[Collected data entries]

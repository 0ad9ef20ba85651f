//! Recording mocks of the remote share and free-space primitives
//!
//! Both mocks push every call into one shared log so tests can assert the
//! exact connect → query → disconnect ordering across paths.

use super::disk::{DiskSpace, QueryResult};
use super::session::RemoteShare;
use crate::constants::NO_ERROR;
use crate::utils::QueryError;
use std::collections::HashMap;
use std::sync::{Arc, Mutex};

/// A single call made against a mock primitive
#[derive(Debug, Clone, PartialEq, Eq)]
pub enum MockCall {
    Connect {
        path: String,
        username: String,
        password: String,
    },
    Query(String),
    Disconnect(String),
}

impl MockCall {
    pub fn connect(path: &str, username: &str, password: &str) -> Self {
        MockCall::Connect {
            path: path.to_string(),
            username: username.to_string(),
            password: password.to_string(),
        }
    }

    pub fn query(path: &str) -> Self {
        MockCall::Query(path.to_string())
    }

    pub fn disconnect(path: &str) -> Self {
        MockCall::Disconnect(path.to_string())
    }
}

pub type CallLog = Arc<Mutex<Vec<MockCall>>>;

fn record(log: &CallLog, call: MockCall) {
    if let Ok(mut calls) = log.lock() {
        calls.push(call);
    }
}

fn snapshot(log: &CallLog) -> Vec<MockCall> {
    log.lock().map(|calls| calls.clone()).unwrap_or_default()
}

/// Remote share that succeeds unless a status is configured for the path
pub struct MockRemoteShare {
    statuses: HashMap<String, u32>,
    log: CallLog,
}

impl MockRemoteShare {
    pub fn new() -> Self {
        Self::with_log(CallLog::default())
    }

    pub fn with_log(log: CallLog) -> Self {
        Self {
            statuses: HashMap::new(),
            log,
        }
    }

    /// Make `connect` for `path` return `status`
    pub fn with_status(mut self, path: &str, status: u32) -> Self {
        self.statuses.insert(path.to_string(), status);
        self
    }

    pub fn calls(&self) -> Vec<MockCall> {
        snapshot(&self.log)
    }

    pub fn disconnect_count(&self, path: &str) -> usize {
        self.calls()
            .iter()
            .filter(|c| matches!(c, MockCall::Disconnect(p) if p == path))
            .count()
    }
}

#[async_trait::async_trait]
impl RemoteShare for MockRemoteShare {
    async fn connect(&self, path: &str, username: &str, password: &str) -> u32 {
        record(&self.log, MockCall::connect(path, username, password));
        self.statuses.get(path).copied().unwrap_or(NO_ERROR)
    }

    async fn disconnect(&self, path: &str) {
        record(&self.log, MockCall::disconnect(path));
    }
}

/// Free-space primitive answering from a fixed table; unknown paths fail
pub struct MockDiskSpace {
    volumes: HashMap<String, QueryResult>,
    log: CallLog,
}

impl MockDiskSpace {
    pub fn new() -> Self {
        Self::with_log(CallLog::default())
    }

    pub fn with_log(log: CallLog) -> Self {
        Self {
            volumes: HashMap::new(),
            log,
        }
    }

    pub fn with_volume(mut self, path: &str, available: u64, total: u64) -> Self {
        self.volumes
            .insert(path.to_string(), QueryResult { available, total });
        self
    }

    pub fn calls(&self) -> Vec<MockCall> {
        snapshot(&self.log)
    }
}

#[async_trait::async_trait]
impl DiskSpace for MockDiskSpace {
    async fn free_space(&self, path: &str) -> Result<QueryResult, QueryError> {
        record(&self.log, MockCall::query(path));
        self.volumes
            .get(path)
            .copied()
            .ok_or_else(|| QueryError::Platform(format!("no such volume: {}", path)))
    }
}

*EXERCISE*
Your task is to copy every record exactly.

*COMPLETED EXERCISE*
repository 0ad9ef20ba85651f
//! Recording mocks of the remote share and free-space primitives
//!
//! Both mocks push every call into one shared log so tests can assert the
//! exact connect → query → disconnect ordering across paths.

use super::disk::{DiskSpace, QueryResult};
use super::session::RemoteShare;
use crate::constants::NO_ERROR;
use crate::utils::QueryError;
use std::collections::HashMap;
use std::sync::{Arc, Mutex};

/// A single call made against a mock primitive
#[derive(Debug, Clone, PartialEq, Eq)]
pub enum MockCall {
    Connect {
        path: String,
        username: String,
        password: String,
    },
    Query(String),
    Disconnect(String),
}

impl MockCall {
    pub fn connect(path: &str, username: &str, password: &str) -> Self {
        MockCall::Connect {
            path: path.to_string(),
            username: username.to_string(),
            password: password.to_string(),
        }
    }

    pub fn query(path: &str) -> Self {
        MockCall::Query(path.to_string())
    }

    pub fn disconnect(path: &str) -> Self {
        MockCall::Disconnect(path.to_string())
    }
}

pub type CallLog = Arc<Mutex<Vec<MockCall>>>;

fn record(log: &CallLog, call: MockCall) {
    if let Ok(mut calls) = log.lock() {
        calls.push(call);
    }
}

fn snapshot(log: &CallLog) -> Vec<MockCall> {
    log.lock().map(|calls| calls.clone()).unwrap_or_default()
}

/// Remote share that succeeds unless a status is configured for the path
pub struct MockRemoteShare {
    statuses: HashMap<String, u32>,
    log: CallLog,
}

impl MockRemoteShare {
    pub fn new() -> Self {
        Self::with_log(CallLog::default())
    }

    pub fn with_log(log: CallLog) -> Self {
        Self {
            statuses: HashMap::new(),
            log,
        }
    }

    /// Make `connect` for `path` return `status`
    pub fn with_status(mut self, path: &str, status: u32) -> Self {
        self.statuses.insert(path.to_string(), status);
        self
    }

    pub fn calls(&self) -> Vec<MockCall> {
        snapshot(&self.log)
    }

    pub fn disconnect_count(&self, path: &str) -> usize {
        self.calls()
            .iter()
            .filter(|c| matches!(c, MockCall::Disconnect(p) if p == path))
            .count()
    }
}

#[async_trait::async_trait]
impl RemoteShare for MockRemoteShare {
    async fn connect(&self, path: &str, username: &str, password: &str) -> u32 {
        record(&self.log, MockCall::connect(path, username, password));
        self.statuses.get(path).copied().unwrap_or(NO_ERROR)
    }

    async fn disconnect(&self, path: &str) {
        record(&self.log, MockCall::disconnect(path));
    }
}

/// Free-space primitive answering from a fixed table; unknown paths fail
pub struct MockDiskSpace {
    volumes: HashMap<String, QueryResult>,
    log: CallLog,
}

impl MockDiskSpace {
    pub fn new() -> Self {
        Self::with_log(CallLog::default())
    }

    pub fn with_log(log: CallLog) -> Self {
        Self {
            volumes: HashMap::new(),
            log,
        }
    }

    pub fn with_volume(mut self, path: &str, available: u64, total: u64) -> Self {
        self.volumes
            .insert(path.to_string(), QueryResult { available, total });
        self
    }

    pub fn calls(&self) -> Vec<MockCall> {
        snapshot(&self.log)
    }
}

#[async_trait::async_trait]
impl DiskSpace for MockDiskSpace {
    async fn free_space(&self, path: &str) -> Result<QueryResult, QueryError> {
        record(&self.log, MockCall::query(path));
        self.volumes
            .get(path)
            .copied()
            .ok_or_else(|| QueryError::Platform(format!("no such volume: {}", path)))
    }
}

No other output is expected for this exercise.